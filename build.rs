// build.rs

use clap::{Arg, ArgAction, Command};
use clap_mangen::Man;
use std::env;
use std::fs;
use std::path::PathBuf;

/// Repeatable string option
fn list_arg(id: &'static str, long: &'static str, value: &'static str, help: &'static str) -> Arg {
    Arg::new(id)
        .long(long)
        .value_name(value)
        .action(ArgAction::Append)
        .help(help)
}

fn flag(id: &'static str, long: &'static str, help: &'static str) -> Arg {
    Arg::new(id).long(long).action(ArgAction::SetTrue).help(help)
}

fn build_cli() -> Command {
    Command::new("condawheel")
        .version(env!("CARGO_PKG_VERSION"))
        .author("Condawheel Contributors")
        .about("Convert conda packages and their dependency trees into wheels")
        .arg(
            Arg::new("sources")
                .required(true)
                .num_args(1..)
                .value_name("ARCHIVE|SPEC")
                .help("Local archives or package specs ([channel::][subdir/]name[=version[=build]])"),
        )
        .arg(
            Arg::new("config")
                .short('c')
                .long("config")
                .value_name("PATH")
                .help("YAML or TOML configuration file"),
        )
        .arg(list_arg("subdir", "subdir", "SUBDIR", "Platform subdir to search; noarch is always searched"))
        .arg(list_arg("channel", "channel", "CHANNEL", "Channel to search before the system defaults"))
        .arg(
            Arg::new("output")
                .short('o')
                .long("output")
                .value_name("DIR")
                .help("Output directory for produced wheels"),
        )
        .arg(list_arg("exclude_deps", "exclude-deps", "NAME", "Dependency name to drop"))
        .arg(list_arg("add_deps", "add-deps", "NAME", "Dependency name to add to the root"))
        .arg(flag("skip_python", "skip-python", "Drop the python runtime dependency"))
        .arg(flag("no_strip_symbols", "no-strip-symbols", "Keep debug symbols in native objects"))
        .arg(flag("fatten", "fatten", "Merge the whole dependency tree into one wheel"))
        .arg(flag("merge", "merge", "Merge all given roots into one wheel"))
        .arg(flag("only_pypi", "only-pypi", "Only keep dependencies that exist on PyPI"))
        .arg(flag(
            "exclude_requirements",
            "exclude-requirements",
            "Do not declare requirements or ship conda test files",
        ))
        .arg(Arg::new("python").long("python").value_name("X.Y").help("Target Python version"))
        .arg(
            Arg::new("jobs")
                .short('j')
                .long("jobs")
                .value_name("N")
                .help("Parallel conversion workers"),
        )
        .arg(list_arg("skip_dep", "skip-dep", "NAME", "Package kept out of the merged wheel"))
        .arg(
            Arg::new("verbose")
                .short('v')
                .long("verbose")
                .action(ArgAction::SetTrue)
                .help("Verbose output"),
        )
}

fn main() {
    println!("cargo:rerun-if-changed=build.rs");

    let manifest_dir = match env::var("CARGO_MANIFEST_DIR") {
        Ok(dir) => PathBuf::from(dir),
        Err(e) => {
            println!("cargo:warning=CARGO_MANIFEST_DIR not set: {}", e);
            return;
        }
    };
    let man_dir = manifest_dir.join("man");

    if let Err(e) = fs::create_dir_all(&man_dir) {
        println!("cargo:warning=Failed to create man directory: {}", e);
        return;
    }

    let man = Man::new(build_cli());
    let mut buffer = Vec::new();
    if let Err(e) = man.render(&mut buffer) {
        println!("cargo:warning=Failed to render man page: {}", e);
        return;
    }

    let man_path = man_dir.join("condawheel.1");
    if let Err(e) = fs::write(&man_path, buffer) {
        println!("cargo:warning=Failed to write man page: {}", e);
    }
}
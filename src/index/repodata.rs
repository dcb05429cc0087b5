// src/index/repodata.rs

//! Conda channel index backed by `repodata.json`
//!
//! Each `(channel, subdir)` pair is fetched at most once per index and kept
//! in memory. Channels may be remote (`https://...` or a bare channel name on
//! anaconda.org) or a local channel directory laid out as
//! `<dir>/<subdir>/repodata.json`.

use super::client::ChannelClient;
use super::{Candidate, PackageIndex, sort_candidates};
use crate::artifact::{ArtifactReference, ArtifactSpec, dependency_name};
use crate::config::ResolutionConfig;
use crate::error::{Error, Result};
use parking_lot::Mutex;
use serde::Deserialize;
use std::collections::{BTreeMap, HashMap, HashSet};
use std::path::{Path, PathBuf};
use std::sync::Arc;
use tracing::{debug, info};
use url::Url;

/// Default host for bare channel names
const ANACONDA_ORG: &str = "https://conda.anaconda.org";

/// Host of the `main` and `r` default channels
const REPO_ANACONDA: &str = "https://repo.anaconda.com/pkgs";

#[derive(Debug, Default, Deserialize)]
struct Repodata {
    #[serde(default)]
    packages: BTreeMap<String, RepodataRecord>,
    #[serde(default, rename = "packages.conda")]
    packages_conda: BTreeMap<String, RepodataRecord>,
}

#[derive(Debug, Deserialize)]
struct RepodataRecord {
    name: String,
    version: String,
    build: String,
    #[serde(default)]
    build_number: u64,
    #[serde(default)]
    depends: Vec<String>,
    #[serde(default)]
    sha256: Option<String>,
    #[serde(default)]
    timestamp: Option<u64>,
}

/// Where a channel lives
#[derive(Debug, Clone, PartialEq, Eq)]
enum ChannelLocation {
    Remote(String),
    Local(PathBuf),
}

/// Resolve a channel name or location to its base URL or directory
///
/// ```
/// use condawheel::index::channel_url;
///
/// assert_eq!(channel_url("conda-forge"), "https://conda.anaconda.org/conda-forge");
/// assert_eq!(channel_url("main"), "https://repo.anaconda.com/pkgs/main");
/// assert_eq!(channel_url("https://example.org/ch/"), "https://example.org/ch");
/// ```
pub fn channel_url(channel: &str) -> String {
    match locate_channel(channel) {
        ChannelLocation::Remote(url) => url,
        ChannelLocation::Local(path) => path.display().to_string(),
    }
}

fn locate_channel(channel: &str) -> ChannelLocation {
    let trimmed = channel.trim_end_matches('/');

    if let Ok(url) = Url::parse(trimmed) {
        match url.scheme() {
            "file" => {
                if let Ok(path) = url.to_file_path() {
                    return ChannelLocation::Local(path);
                }
            }
            "http" | "https" => return ChannelLocation::Remote(trimmed.to_string()),
            _ => {}
        }
    }

    let path = Path::new(trimmed);
    if path.is_absolute() || path.is_dir() {
        return ChannelLocation::Local(path.to_path_buf());
    }

    match trimmed {
        "main" | "r" => ChannelLocation::Remote(format!("{}/{}", REPO_ANACONDA, trimmed)),
        name => ChannelLocation::Remote(format!("{}/{}", ANACONDA_ORG, name)),
    }
}

/// [`PackageIndex`] over conda channels
pub struct RepodataIndex {
    channels: Vec<String>,
    client: ChannelClient,
    cache: Mutex<HashMap<(String, String), Arc<Repodata>>>,
}

impl RepodataIndex {
    pub fn new(channels: Vec<String>, client: ChannelClient) -> Self {
        Self {
            channels,
            client,
            cache: Mutex::new(HashMap::new()),
        }
    }

    /// Index over the configured channels followed by the system defaults
    pub fn from_config(config: &ResolutionConfig, client: ChannelClient) -> Self {
        Self::new(config.all_channels(), client)
    }

    pub fn channels(&self) -> &[String] {
        &self.channels
    }

    fn repodata(&self, channel: &str, subdir: &str) -> Result<Arc<Repodata>> {
        let key = (channel.to_string(), subdir.to_string());
        if let Some(cached) = self.cache.lock().get(&key) {
            return Ok(Arc::clone(cached));
        }

        let repodata = match locate_channel(channel) {
            ChannelLocation::Remote(base) => {
                let url = format!("{}/{}/repodata.json", base, subdir);
                let data: Option<Repodata> = self.client.get_json(&url)?;
                data.unwrap_or_else(|| {
                    debug!("No repodata at {}", url);
                    Repodata::default()
                })
            }
            ChannelLocation::Local(dir) => {
                let path = dir.join(subdir).join("repodata.json");
                match std::fs::read_to_string(&path) {
                    Ok(content) => serde_json::from_str(&content).map_err(|e| {
                        Error::DownloadError(format!("Invalid repodata {}: {}", path.display(), e))
                    })?,
                    Err(_) => {
                        debug!("No repodata at {}", path.display());
                        Repodata::default()
                    }
                }
            }
        };

        info!(
            "Loaded {} packages from {}/{}",
            repodata.packages.len() + repodata.packages_conda.len(),
            channel,
            subdir
        );

        let repodata = Arc::new(repodata);
        self.cache.lock().insert(key, Arc::clone(&repodata));
        Ok(repodata)
    }
}

impl PackageIndex for RepodataIndex {
    fn find(&self, spec: &ArtifactSpec, subdirs: &[String]) -> Result<Vec<Candidate>> {
        let channels: Vec<&str> = match &spec.channel {
            Some(channel) => vec![channel.as_str()],
            None => self.channels.iter().map(String::as_str).collect(),
        };

        let mut seen: HashSet<String> = HashSet::new();
        let mut candidates = Vec::new();

        for channel in channels {
            for subdir in subdirs {
                let repodata = self.repodata(channel, subdir)?;
                let base = channel_url(channel);

                // .conda entries first so they win over the same build as .tar.bz2
                let records = repodata
                    .packages_conda
                    .iter()
                    .chain(repodata.packages.iter());
                for (filename, record) in records {
                    if record.name != spec.name || !spec.matches(&record.version, &record.build) {
                        continue;
                    }
                    let reference = ArtifactReference::new(
                        channel,
                        subdir,
                        &record.name,
                        &record.version,
                        &record.build,
                    );
                    if !seen.insert(reference.canonical()) {
                        continue;
                    }
                    candidates.push(Candidate {
                        reference,
                        url: format!("{}/{}/{}", base, subdir, filename),
                        filename: filename.clone(),
                        depends: record
                            .depends
                            .iter()
                            .map(|d| dependency_name(d).to_string())
                            .collect(),
                        sha256: record.sha256.clone(),
                        build_number: record.build_number,
                        timestamp: record.timestamp.unwrap_or(0),
                    });
                }
            }
            if !candidates.is_empty() {
                // Earlier channels take priority over later ones
                break;
            }
        }

        sort_candidates(&mut candidates);
        Ok(candidates)
    }
}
- - - - - - -
(Task objective) Copy each line of the listing that carries the word "iter".

(Solution for this problem)
            None => self.channels.iter().map(String::as_str).collect(),
                    .iter()
                    .chain(repodata.packages.iter());
                            .iter()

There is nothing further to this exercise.